Segment Start: PROVIDED ENTRIES

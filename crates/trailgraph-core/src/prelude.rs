//! Prelude for convenient imports.

pub use crate::error::{GraphError, Result};
pub use crate::fingerprint::{fingerprint, Fingerprint};
pub use crate::store::GraphStore;
pub use crate::types::{
    GraphEdge, GraphNode, GraphSnapshot, ItemRecord, NodeId, NodeKind, RelationshipType,
    SourceRecord, TopicRecord, CONTAINS_WEIGHT, MAX_RELATIONSHIP_WEIGHT, MIN_RELATIONSHIP_WEIGHT,
    WEIGHT_FLOOR,
};
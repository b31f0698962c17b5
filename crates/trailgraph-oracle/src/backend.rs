//! Core relationship-oracle trait.

use async_trait::async_trait;
use serde::{Deserialize, Serialize};
use std::sync::Mutex;
use thiserror::Error;
use trailgraph_core::types::GraphNode;

/// Oracle-related errors.
///
/// These never abort a graph mutation: the engine treats every variant
/// as "no cross-boundary edges for this batch" and reports the operation
/// as a partial success.
#[derive(Debug, Error)]
pub enum OracleError {
    #[error("API error: {0}")]
    Api(String),

    #[error("Connection failed: {0}")]
    ConnectionFailed(String),

    #[error("Rate limited: retry after {0} seconds")]
    RateLimited(u32),

    #[error("Invalid response: {0}")]
    InvalidResponse(String),

    #[error("Parsing failed: {0}")]
    Parse(String),

    #[error("Authentication failed")]
    AuthenticationFailed,

    #[error("Timeout after {0} seconds")]
    Timeout(u32),
}

/// Result type for oracle operations.
pub type OracleResult<T> = Result<T, OracleError>;

/// Configuration for oracle requests.
#[derive(Debug, Clone)]
pub struct OracleConfig {
    /// Model name/identifier.
    pub model: String,
    /// Maximum tokens to generate.
    pub max_output_tokens: u32,
    /// Temperature (0.0 = deterministic).
    pub temperature: f32,
    /// Request timeout in seconds. Timeout degrades the batch exactly
    /// like any other oracle error.
    pub timeout_secs: u32,
}

impl Default for OracleConfig {
    fn default() -> Self {
        Self {
            model: "gemini-2.5-flash".to_string(),
            max_output_tokens: 4096,
            temperature: 0.0,
            timeout_secs: 30,
        }
    }
}

impl OracleConfig {
    /// Set the model.
    pub fn with_model(mut self, model: impl Into<String>) -> Self {
        self.model = model.into();
        self
    }

    /// Set max output tokens.
    pub fn with_max_output_tokens(mut self, max: u32) -> Self {
        self.max_output_tokens = max;
        self
    }

    /// Set temperature.
    pub fn with_temperature(mut self, temperature: f32) -> Self {
        self.temperature = temperature.clamp(0.0, 2.0);
        self
    }

    /// Set timeout.
    pub fn with_timeout(mut self, timeout_secs: u32) -> Self {
        self.timeout_secs = timeout_secs;
        self
    }
}

/// A candidate node submitted for relationship analysis.
///
/// The oracle only ever sees id, label, and owner — nothing else about
/// the graph leaves the engine.
#[derive(Debug, Clone, PartialEq, Serialize, Deserialize)]
pub struct Candidate {
    pub id: String,
    pub label: String,
    pub owner_id: i64,
}

impl From<&GraphNode> for Candidate {
    fn from(node: &GraphNode) -> Self {
        Self {
            id: node.id.as_str().to_string(),
            label: node.label.clone(),
            owner_id: node.owner_id,
        }
    }
}

/// A relationship proposed by the oracle, before validation.
///
/// Fields are raw strings/floats on purpose: the oracle's JSON is not
/// trusted until the engine has checked endpoints, taxonomy, and weight
/// range. `explanation` is informational only and never persisted.
#[derive(Debug, Clone, PartialEq, Serialize, Deserialize)]
pub struct ProposedRelationship {
    pub source_id: String,
    pub target_id: String,
    pub relationship_type: String,
    pub weight: f64,
    #[serde(default)]
    pub explanation: String,
}

/// Core trait for relationship oracles.
#[async_trait]
pub trait RelationshipOracle: Send + Sync {
    /// Get the backend name.
    fn name(&self) -> &str;

    /// Propose relationships with exactly one endpoint in each list.
    ///
    /// This is the incremental protocol: `new` is the batch just added,
    /// `existing` is every item node already in the graph under a
    /// different owner. Relationships among `new` alone or `existing`
    /// alone are out of contract.
    async fn propose_across(
        &self,
        new: &[Candidate],
        existing: &[Candidate],
    ) -> OracleResult<Vec<ProposedRelationship>>;

    /// Propose relationships across all candidate pairs with different
    /// owners. The rebuild/bootstrap protocol.
    async fn propose_all(&self, candidates: &[Candidate]) -> OracleResult<Vec<ProposedRelationship>>;
}

#[async_trait]
impl<T: RelationshipOracle + ?Sized> RelationshipOracle for std::sync::Arc<T> {
    fn name(&self) -> &str {
        (**self).name()
    }

    async fn propose_across(
        &self,
        new: &[Candidate],
        existing: &[Candidate],
    ) -> OracleResult<Vec<ProposedRelationship>> {
        (**self).propose_across(new, existing).await
    }

    async fn propose_all(&self, candidates: &[Candidate]) -> OracleResult<Vec<ProposedRelationship>> {
        (**self).propose_all(candidates).await
    }
}

/// A request as seen by the [`MockOracle`], for assertions in tests.
#[derive(Debug, Clone, PartialEq)]
pub struct RecordedRequest {
    pub new_ids: Vec<String>,
    pub existing_ids: Vec<String>,
}

/// A mock oracle for tests and offline runs.
///
/// Returns its canned proposals verbatim for every request and records
/// the candidate ids it was called with.
pub struct MockOracle {
    proposals: Vec<ProposedRelationship>,
    fail_with: Option<String>,
    requests: Mutex<Vec<RecordedRequest>>,
}

impl MockOracle {
    /// An oracle that proposes nothing.
    pub fn new() -> Self {
        Self {
            proposals: Vec::new(),
            fail_with: None,
            requests: Mutex::new(Vec::new()),
        }
    }

    /// Set the canned proposals.
    pub fn with_proposals(mut self, proposals: Vec<ProposedRelationship>) -> Self {
        self.proposals = proposals;
        self
    }

    /// Make every call fail, simulating an unreachable oracle.
    pub fn failing(mut self, reason: impl Into<String>) -> Self {
        self.fail_with = Some(reason.into());
        self
    }

    /// Requests seen so far.
    pub fn requests(&self) -> Vec<RecordedRequest> {
        self.requests.lock().unwrap().clone()
    }

    fn record(&self, new: &[Candidate], existing: &[Candidate]) {
        self.requests.lock().unwrap().push(RecordedRequest {
            new_ids: new.iter().map(|c| c.id.clone()).collect(),
            existing_ids: existing.iter().map(|c| c.id.clone()).collect(),
        });
    }
}

impl Default for MockOracle {
    fn default() -> Self {
        Self::new()
    }
}

#[async_trait]
impl RelationshipOracle for MockOracle {
    fn name(&self) -> &str {
        "mock"
    }

    async fn propose_across(
        &self,
        new: &[Candidate],
        existing: &[Candidate],
    ) -> OracleResult<Vec<ProposedRelationship>> {
        self.record(new, existing);
        match &self.fail_with {
            Some(reason) => Err(OracleError::ConnectionFailed(reason.clone())),
            None => Ok(self.proposals.clone()),
        }
    }

    async fn propose_all(&self, candidates: &[Candidate]) -> OracleResult<Vec<ProposedRelationship>> {
        self.record(candidates, &[]);
        match &self.fail_with {
            Some(reason) => Err(OracleError::ConnectionFailed(reason.clone())),
            None => Ok(self.proposals.clone()),
        }
    }
}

Segment End: PROVIDED ENTRIES

Down to the final line, write out all of the material exactly.

RESULT OF THIS TASK →
filename crates/trailgraph-core/src/prelude.rs
//! Prelude for convenient imports.

pub use crate::error::{GraphError, Result};
pub use crate::fingerprint::{fingerprint, Fingerprint};
pub use crate::store::GraphStore;
pub use crate::types::{
    GraphEdge, GraphNode, GraphSnapshot, ItemRecord, NodeId, NodeKind, RelationshipType,
    SourceRecord, TopicRecord, CONTAINS_WEIGHT, MAX_RELATIONSHIP_WEIGHT, MIN_RELATIONSHIP_WEIGHT,
    WEIGHT_FLOOR,
};
repository b31f0698962c17b5
filename crates/trailgraph-oracle/src/backend.rs
//! Core relationship-oracle trait.

use async_trait::async_trait;
use serde::{Deserialize, Serialize};
use std::sync::Mutex;
use thiserror::Error;
use trailgraph_core::types::GraphNode;

/// Oracle-related errors.
///
/// These never abort a graph mutation: the engine treats every variant
/// as "no cross-boundary edges for this batch" and reports the operation
/// as a partial success.
#[derive(Debug, Error)]
pub enum OracleError {
    #[error("API error: {0}")]
    Api(String),

    #[error("Connection failed: {0}")]
    ConnectionFailed(String),

    #[error("Rate limited: retry after {0} seconds")]
    RateLimited(u32),

    #[error("Invalid response: {0}")]
    InvalidResponse(String),

    #[error("Parsing failed: {0}")]
    Parse(String),

    #[error("Authentication failed")]
    AuthenticationFailed,

    #[error("Timeout after {0} seconds")]
    Timeout(u32),
}

/// Result type for oracle operations.
pub type OracleResult<T> = Result<T, OracleError>;

/// Configuration for oracle requests.
#[derive(Debug, Clone)]
pub struct OracleConfig {
    /// Model name/identifier.
    pub model: String,
    /// Maximum tokens to generate.
    pub max_output_tokens: u32,
    /// Temperature (0.0 = deterministic).
    pub temperature: f32,
    /// Request timeout in seconds. Timeout degrades the batch exactly
    /// like any other oracle error.
    pub timeout_secs: u32,
}

impl Default for OracleConfig {
    fn default() -> Self {
        Self {
            model: "gemini-2.5-flash".to_string(),
            max_output_tokens: 4096,
            temperature: 0.0,
            timeout_secs: 30,
        }
    }
}

impl OracleConfig {
    /// Set the model.
    pub fn with_model(mut self, model: impl Into<String>) -> Self {
        self.model = model.into();
        self
    }

    /// Set max output tokens.
    pub fn with_max_output_tokens(mut self, max: u32) -> Self {
        self.max_output_tokens = max;
        self
    }

    /// Set temperature.
    pub fn with_temperature(mut self, temperature: f32) -> Self {
        self.temperature = temperature.clamp(0.0, 2.0);
        self
    }

    /// Set timeout.
    pub fn with_timeout(mut self, timeout_secs: u32) -> Self {
        self.timeout_secs = timeout_secs;
        self
    }
}

/// A candidate node submitted for relationship analysis.
///
/// The oracle only ever sees id, label, and owner — nothing else about
/// the graph leaves the engine.
#[derive(Debug, Clone, PartialEq, Serialize, Deserialize)]
pub struct Candidate {
    pub id: String,
    pub label: String,
    pub owner_id: i64,
}

impl From<&GraphNode> for Candidate {
    fn from(node: &GraphNode) -> Self {
        Self {
            id: node.id.as_str().to_string(),
            label: node.label.clone(),
            owner_id: node.owner_id,
        }
    }
}

/// A relationship proposed by the oracle, before validation.
///
/// Fields are raw strings/floats on purpose: the oracle's JSON is not
/// trusted until the engine has checked endpoints, taxonomy, and weight
/// range. `explanation` is informational only and never persisted.
#[derive(Debug, Clone, PartialEq, Serialize, Deserialize)]
pub struct ProposedRelationship {
    pub source_id: String,
    pub target_id: String,
    pub relationship_type: String,
    pub weight: f64,
    #[serde(default)]
    pub explanation: String,
}

/// Core trait for relationship oracles.
#[async_trait]
pub trait RelationshipOracle: Send + Sync {
    /// Get the backend name.
    fn name(&self) -> &str;

    /// Propose relationships with exactly one endpoint in each list.
    ///
    /// This is the incremental protocol: `new` is the batch just added,
    /// `existing` is every item node already in the graph under a
    /// different owner. Relationships among `new` alone or `existing`
    /// alone are out of contract.
    async fn propose_across(
        &self,
        new: &[Candidate],
        existing: &[Candidate],
    ) -> OracleResult<Vec<ProposedRelationship>>;

    /// Propose relationships across all candidate pairs with different
    /// owners. The rebuild/bootstrap protocol.
    async fn propose_all(&self, candidates: &[Candidate]) -> OracleResult<Vec<ProposedRelationship>>;
}

#[async_trait]
impl<T: RelationshipOracle + ?Sized> RelationshipOracle for std::sync::Arc<T> {
    fn name(&self) -> &str {
        (**self).name()
    }

    async fn propose_across(
        &self,
        new: &[Candidate],
        existing: &[Candidate],
    ) -> OracleResult<Vec<ProposedRelationship>> {
        (**self).propose_across(new, existing).await
    }

    async fn propose_all(&self, candidates: &[Candidate]) -> OracleResult<Vec<ProposedRelationship>> {
        (**self).propose_all(candidates).await
    }
}

/// A request as seen by the [`MockOracle`], for assertions in tests.
#[derive(Debug, Clone, PartialEq)]
pub struct RecordedRequest {
    pub new_ids: Vec<String>,
    pub existing_ids: Vec<String>,
}

/// A mock oracle for tests and offline runs.
///
/// Returns its canned proposals verbatim for every request and records
/// the candidate ids it was called with.
pub struct MockOracle {
    proposals: Vec<ProposedRelationship>,
    fail_with: Option<String>,
    requests: Mutex<Vec<RecordedRequest>>,
}

impl MockOracle {
    /// An oracle that proposes nothing.
    pub fn new() -> Self {
        Self {
            proposals: Vec::new(),
            fail_with: None,
            requests: Mutex::new(Vec::new()),
        }
    }

    /// Set the canned proposals.
    pub fn with_proposals(mut self, proposals: Vec<ProposedRelationship>) -> Self {
        self.proposals = proposals;
        self
    }

    /// Make every call fail, simulating an unreachable oracle.
    pub fn failing(mut self, reason: impl Into<String>) -> Self {
        self.fail_with = Some(reason.into());
        self
    }

    /// Requests seen so far.
    pub fn requests(&self) -> Vec<RecordedRequest> {
        self.requests.lock().unwrap().clone()
    }

    fn record(&self, new: &[Candidate], existing: &[Candidate]) {
        self.requests.lock().unwrap().push(RecordedRequest {
            new_ids: new.iter().map(|c| c.id.clone()).collect(),
            existing_ids: existing.iter().map(|c| c.id.clone()).collect(),
        });
    }
}

impl Default for MockOracle {
    fn default() -> Self {
        Self::new()
    }
}

#[async_trait]
impl RelationshipOracle for MockOracle {
    fn name(&self) -> &str {
        "mock"
    }

    async fn propose_across(
        &self,
        new: &[Candidate],
        existing: &[Candidate],
    ) -> OracleResult<Vec<ProposedRelationship>> {
        self.record(new, existing);
        match &self.fail_with {
            Some(reason) => Err(OracleError::ConnectionFailed(reason.clone())),
            None => Ok(self.proposals.clone()),
        }
    }

    async fn propose_all(&self, candidates: &[Candidate]) -> OracleResult<Vec<ProposedRelationship>> {
        self.record(candidates, &[]);
        match &self.fail_with {
            Some(reason) => Err(OracleError::ConnectionFailed(reason.clone())),
            None => Ok(self.proposals.clone()),
        }
    }
}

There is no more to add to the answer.